● TASK DETAILS
Exactly and without additions, transcribe the line that contains "pub async fn" and every line after it in the data.

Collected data
========================================================================
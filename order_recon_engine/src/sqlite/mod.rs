//! SQLite backend for the order record store.
mod sqlite_impl;

pub mod db;
pub use sqlite_impl::SqliteOrderStore;
//! Low-level SQLite interactions.
//!
//! Simple functions (rather than stateful structs) that accept a `&mut SqliteConnection`.
//! Callers obtain a connection from the pool and call through without further ceremony.
use std::env;

use log::info;
use sqlx::{sqlite::SqlitePoolOptions, Error as SqlxError, SqlitePool};

pub mod orders;

const SQLITE_DB_URL: &str = "sqlite://data/orders.db";

pub fn db_url() -> String {
    let result = env::var("SOR_DATABASE_URL").unwrap_or_else(|_| {
        info!("SOR_DATABASE_URL is not set. Using the default.");
        SQLITE_DB_URL.to_string()
    });
    info!("Using database URL: {result}");
    result
}

pub async fn new_pool(url: &str, max_connections: u32) -> Result<SqlitePool, SqlxError> {
    let pool = SqlitePoolOptions::new().max_connections(max_connections).connect(url).await?;
    Ok(pool)
}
========================================================================
● REPLY
pub async fn new_pool(url: &str, max_connections: u32) -> Result<SqlitePool, SqlxError> {
    let pool = SqlitePoolOptions::new().max_connections(max_connections).connect(url).await?;
    Ok(pool)
}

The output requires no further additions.